Willie Crilley

Personal information
- Full name: William Alphonsus Crilley
- Date of birth: 29 August 1901
- Place of birth: Cowcaddens, Scotland
- Date of death: 16 September 1955 (aged 54)
- Place of death: New York City, New York, U.S.
- Position: Forward

Youth career
- Pale Ale

Senior career*
- Years: Team / Apps / (Gls)
- 1920–1921: Cambuslang Rangers
- 1920–1922: Alloa Athletic
- 1922–1923: Celtic / 3 / (1)
- 1923: Alloa Athletic
- 1923: New York Field Club / 7 / (5)
- 1923–1924: New York Giants / 2 / (1)
- 1924: Alloa Athletic
- 1924–1925: Indiana Flooring / 11 / (4)
- 1925–1926: New York Giants / 31 / (6)
- 1927: J&P Coats / 9 / (3)
- 1927: Philadelphia Field Club / 2 / (1)
- 1927: New York Nationals / 4 / (0)
- 1928: Brooklyn Hispano / 22 / (17)
- 1929: New York Hungaria / 6 / (1)
- 1929: IRT Rangers / 3 / (0)
- 1930: Newark Americans / 2 / (2)
- 1930: New York Soccer Club / 1 / (0)
- 1931: Fall River / 5 / (0)
- 1931: Brooklyn Wanderers / 7 / (14)
- 1931: New York American / 10 / (9)
- 1935: Brooklyn Hispano

= Willie Crilley =

American soccer player (1901–1955)

William Alphonsus Crilley (29 August 1901 – 16 September 1955) was a Scottish-American football forward who holds the record for the greatest number of goals scored by an Alloa Athletic player in a single season of the Scottish Football League. He had an itinerant career, spending most of it in the United States with a few seasons, or parts of seasons in Scotland.

==Career==
During his youth, Crilley played for Pale Ale, a local Glasgow amateur team. In 1920, he began the season with Cambuslang Rangers. During the season, he moved to Alloa Athletic of the Scottish Football League Second Division. In his first season with Alloa, he scored the game winners in Alloa's first and second round victories in the Scottish Cup. He also scored in the third round replay with Rangers F.C., a 4–1 loss for Alloa. Despite the loss in the Scottish Cup, Alloa won the 1921 Penman Trophy and Stirlingshire Cup. The next year, Crilley carried Alloa to the Second Division championship as he scored a record forty-nine goals, an amazing feat for a five-foot three center forward. Alloa transferred Crilley to Celtic at the end of the season, but he played only three first team games, scoring a single goal. Celtic sent him back to Alloa at the end of the season, but injuries hindered his playing time.

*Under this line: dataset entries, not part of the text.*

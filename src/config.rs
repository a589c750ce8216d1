//! Configuration loaded from a TOML file.

use std::path::{Path, PathBuf};

use anyhow::Context;
use serde::Deserialize;

use crate::io::ssh_config::expand_tilde;

#[derive(Debug, Clone, Deserialize)]
pub struct Config {
    pub target: TargetConfig,

    #[serde(default)]
    pub rsync: RsyncConfig,

    /// Absolute paths (or glob patterns) to back up.
    #[serde(default)]
    pub includes: Vec<String>,

    /// Patterns passed to rsync's `--exclude`.
    #[serde(default)]
    pub excludes: Vec<String>,

    /// Weekday preferred as the representative of coarse retention
    /// periods (0 = Monday .. 6 = Sunday).
    #[serde(default = "default_weekday_full")]
    pub gffs_weekday_full: u32,

    /// Log level (trace, debug, info, warn, error)
    #[serde(default = "default_log_level")]
    pub log_level: String,
}

#[derive(Debug, Clone, Deserialize)]
pub struct TargetConfig {
    /// Directory holding the snapshots.
    pub path: String,

    /// SSH host of the target. Absent or empty means local.
    #[serde(default)]
    pub host: Option<String>,

    /// ssh client-config file consulted for connection settings.
    #[serde(default)]
    pub ssh_config_file: Option<PathBuf>,
}

#[derive(Debug, Clone, Deserialize)]
pub struct RsyncConfig {
    #[serde(default = "default_rsync_bin")]
    pub rsync_bin: String,

    #[serde(default = "default_ssh_bin")]
    pub ssh_bin: String,

    #[serde(default = "default_true")]
    pub acls: bool,

    #[serde(default = "default_true")]
    pub xattrs: bool,

    #[serde(default = "default_true")]
    pub prune_empty_dirs: bool,

    #[serde(default = "default_out_format")]
    pub out_format: Option<String>,
}

impl Default for RsyncConfig {
    fn default() -> Self {
        Self {
            rsync_bin: default_rsync_bin(),
            ssh_bin: default_ssh_bin(),
            acls: true,
            xattrs: true,
            prune_empty_dirs: true,
            out_format: default_out_format(),
        }
    }
}

// Default values
fn default_rsync_bin() -> String {
    "/usr/bin/rsync".to_string()
}

fn default_ssh_bin() -> String {
    "/usr/bin/ssh".to_string()
}

fn default_true() -> bool {
    true
}

fn default_out_format() -> Option<String> {
    Some("%t %i %n".to_string())
}

fn default_weekday_full() -> u32 {
    6
}

fn default_log_level() -> String {
    "info".to_string()
}

impl Config {
    /// Load configuration from a TOML file
    pub fn from_file(path: &Path) -> anyhow::Result<Self> {
        let content = std::fs::read_to_string(path)
            .with_context(|| format!("could not read config file {}", path.display()))?;
        let config: Config = toml::from_str(&content)
            .with_context(|| format!("could not parse config file {}", path.display()))?;
        Ok(config)
    }

    /// `$XDG_CONFIG_HOME/snapsync/config.toml` (or the platform
    /// equivalent).
    pub fn default_path() -> Option<PathBuf> {
        directories::ProjectDirs::from("", "", "snapsync")
            .map(|dirs| dirs.config_dir().join("config.toml"))
    }

    /// The configured ssh config file with a leading `~/` expanded.
    pub fn ssh_config_file(&self) -> Option<PathBuf> {
        self.target
            .ssh_config_file
            .as_ref()
            .map(|p| expand_tilde(&p.to_string_lossy()))
    }
}

#[cfg(test)]
mod tests {
    use super::*;

    #[test]
    fn minimal_config_applies_defaults() {
        let cfg: Config = toml::from_str(
            "[target]\n\
             path = \"/backups\"\n",
        )
        .unwrap();

        assert_eq!(cfg.target.path, "/backups");
        assert_eq!(cfg.target.host, None);
        assert_eq!(cfg.rsync.rsync_bin, "/usr/bin/rsync");
        assert_eq!(cfg.rsync.ssh_bin, "/usr/bin/ssh");
        assert!(cfg.rsync.acls);
        assert!(cfg.rsync.xattrs);
        assert!(cfg.rsync.prune_empty_dirs);
        assert_eq!(cfg.rsync.out_format.as_deref(), Some("%t %i %n"));
        assert!(cfg.includes.is_empty());
        assert!(cfg.excludes.is_empty());
        assert_eq!(cfg.gffs_weekday_full, 6);
        assert_eq!(cfg.log_level, "info");
    }

    #[test]
    fn full_config_parses() {
        let cfg: Config = toml::from_str(
            "includes = [\"/home\", \"/etc\"]\n\
             excludes = [\"/home/*/.cache\"]\n\
             gffs_weekday_full = 0\n\
             log_level = \"debug\"\n\
             \n\
             [target]\n\
             path = \"/srv/backups\"\n\
             host = \"nas\"\n\
             ssh_config_file = \"/etc/ssh/ssh_config\"\n\
             \n\
             [rsync]\n\
             rsync_bin = \"/opt/bin/rsync\"\n\
             acls = false\n\
             xattrs = false\n",
        )
        .unwrap();

        assert_eq!(cfg.target.host.as_deref(), Some("nas"));
        assert_eq!(
            cfg.ssh_config_file(),
            Some(PathBuf::from("/etc/ssh/ssh_config"))
        );
        assert_eq!(cfg.rsync.rsync_bin, "/opt/bin/rsync");
        assert!(!cfg.rsync.acls);
        assert!(!cfg.rsync.xattrs);
        // Unset rsync keys still default inside a present section.
        assert!(cfg.rsync.prune_empty_dirs);
        assert_eq!(cfg.includes, vec!["/home", "/etc"]);
        assert_eq!(cfg.gffs_weekday_full, 0);
        assert_eq!(cfg.log_level, "debug");
    }

    #[test]
    fn missing_target_section_is_an_error() {
        assert!(toml::from_str::<Config>("log_level = \"info\"").is_err());
    }
}
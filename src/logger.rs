//! Log setup for the snapsync CLI.
//!
//! Transfer output from the rsync driver and decision logging from the
//! ops layer both go through `tracing`; this wires them to stderr. The
//! effective level is resolved from, in order, the `RUST_LOG`
//! environment variable, the `--log-level` flag and the configured
//! `log_level`.

use tracing_subscriber::{layer::SubscriberExt, util::SubscriberInitExt, EnvFilter};

/// Install the global subscriber.
pub fn init(flag_level: Option<&str>, config_level: &str) -> anyhow::Result<()> {
    let filter = EnvFilter::try_from_default_env()
        .unwrap_or_else(|_| level_filter(flag_level, config_level));

    tracing_subscriber::registry()
        .with(filter)
        .with(tracing_subscriber::fmt::layer())
        .init();

    Ok(())
}

/// The flag wins over the config value; an unparsable level falls back
/// to `info` rather than failing the whole invocation.
fn level_filter(flag_level: Option<&str>, config_level: &str) -> EnvFilter {
    EnvFilter::try_new(flag_level.unwrap_or(config_level))
        .unwrap_or_else(|_| EnvFilter::new("info"))
}
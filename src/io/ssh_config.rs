//! Minimal OpenSSH client-config lookup.
//!
//! Supports the subset the transfer stack needs: `Host` blocks with
//! `HostName`, `Port`, `User` and `IdentityFile`, matched with `*` and `?`
//! patterns. The first obtained value wins, matching OpenSSH semantics.

use std::fs;
use std::io;
use std::path::{Path, PathBuf};

#[derive(Debug, Default, Clone, PartialEq, Eq)]
pub struct HostConfig {
    pub host_name: Option<String>,
    pub port: Option<u16>,
    pub user: Option<String>,
    pub identity_file: Option<PathBuf>,
}

/// Look up the effective settings for `host` in an ssh client-config file.
pub fn lookup(config_file: &Path, host: &str) -> io::Result<HostConfig> {
    let content = fs::read_to_string(config_file)?;
    Ok(parse(&content, host))
}

fn parse(content: &str, host: &str) -> HostConfig {
    let mut cfg = HostConfig::default();
    let mut active = false;

    for line in content.lines() {
        let line = line.trim();
        if line.is_empty() || line.starts_with('#') {
            continue;
        }

        let (key, value) = match split_keyword(line) {
            Some(kv) => kv,
            None => continue,
        };

        if key.eq_ignore_ascii_case("host") {
            active = value.split_whitespace().any(|p| pattern_matches(p, host));
            continue;
        }
        if !active {
            continue;
        }

        match key.to_ascii_lowercase().as_str() {
            "hostname" if cfg.host_name.is_none() => cfg.host_name = Some(value.to_owned()),
            "port" if cfg.port.is_none() => cfg.port = value.parse().ok(),
            "user" if cfg.user.is_none() => cfg.user = Some(value.to_owned()),
            "identityfile" if cfg.identity_file.is_none() => {
                cfg.identity_file = Some(expand_tilde(value));
            }
            _ => {}
        }
    }

    cfg
}

fn split_keyword(line: &str) -> Option<(&str, &str)> {
    let idx = line.find(|c: char| c == '=' || c.is_whitespace())?;
    let (key, rest) = line.split_at(idx);
    let value = rest
        .trim_start_matches(|c: char| c == '=' || c.is_whitespace())
        .trim();
    if value.is_empty() {
        None
    } else {
        Some((key, value))
    }
}

/// `*` matches any run of characters, `?` exactly one.
fn pattern_matches(pattern: &str, host: &str) -> bool {
    fn matches(p: &[u8], h: &[u8]) -> bool {
        match (p.first(), h.first()) {
            (None, None) => true,
            (Some(b'*'), _) => matches(&p[1..], h) || (!h.is_empty() && matches(p, &h[1..])),
            (Some(b'?'), Some(_)) => matches(&p[1..], &h[1..]),
            (Some(a), Some(b)) if a == b => matches(&p[1..], &h[1..]),
            _ => false,
        }
    }
    matches(pattern.as_bytes(), host.as_bytes())
}

/// Expand a leading `~/` to the user's home directory.
pub fn expand_tilde(path: &str) -> PathBuf {
    if let Some(rest) = path.strip_prefix("~/") {
        if let Some(dirs) = directories::UserDirs::new() {
            return dirs.home_dir().join(rest);
        }
    }
    PathBuf::from(path)
}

He then left Scotland to sign with New York Field Club in the American Soccer League which had not yet finished its season. He played five games, scoring five goals. Crilley began the 1923–1924 season in New York, played two league games, one National Challenge Cup game before being transferred to the New York Giants. He played two games, scoring one goal, then returned to Scotland to rejoin Alloa. According to the Alloa history, he was "transferred down south for £1,250" but it does not identify Crilley's new team. However, at some point he returned to the United States where he played eleven games of the 1924–1925 season with Indiana Flooring.

Crilley returned to the Giants for the 1925–1926 season, seeing his greatest number of games during any stint with a US team, twenty-eight. By this time, he was no longer a centre forward and had become better known as a top winger and an excellent play maker. Crilley resumed his nomadic career during the 1926–1927 season, bouncing between three teams during the course of the season. He began with the Giants, played nine games for J&P Coats and finished with two games at Philadelphia Field Club. He then played for the New York Nationals in 1927–1928. In the 1928–1929 season, he was with Brooklyn Hispano, New York Hungaria and the IRT Rangers of the Eastern Professional Soccer League.

He apparently returned to Scotland intending to play for Alloa Athletic, but was deported from Scotland because he had become a US citizen. Therefore, he was back into the ASL in the fall of 1930 with the Newark Americans and the New York Soccer Club. While he played only one league game with New York SC, he saw another five cup games in which he scored seven goals. He continued his itinerant ways in 1931, playing for both the Fall River and the Brooklyn Wanderers before joining the New York American in the fall of 1931. Crilley replicated his early career goal scoring heroics for these last two teams, scoring 14 goals in 7 games for Brooklyn and 9 goals in 10 games for the Americans. In 1932, he attempted to rejoin Alloa Athletic, but was rebuffed. In 1935, he played for Brooklyn Hispano in the second American Soccer League.

He returned to the United States and joined the United States Army on 18 November 1942, serving in the Air Corps with Fifteenth Air Force during World War II.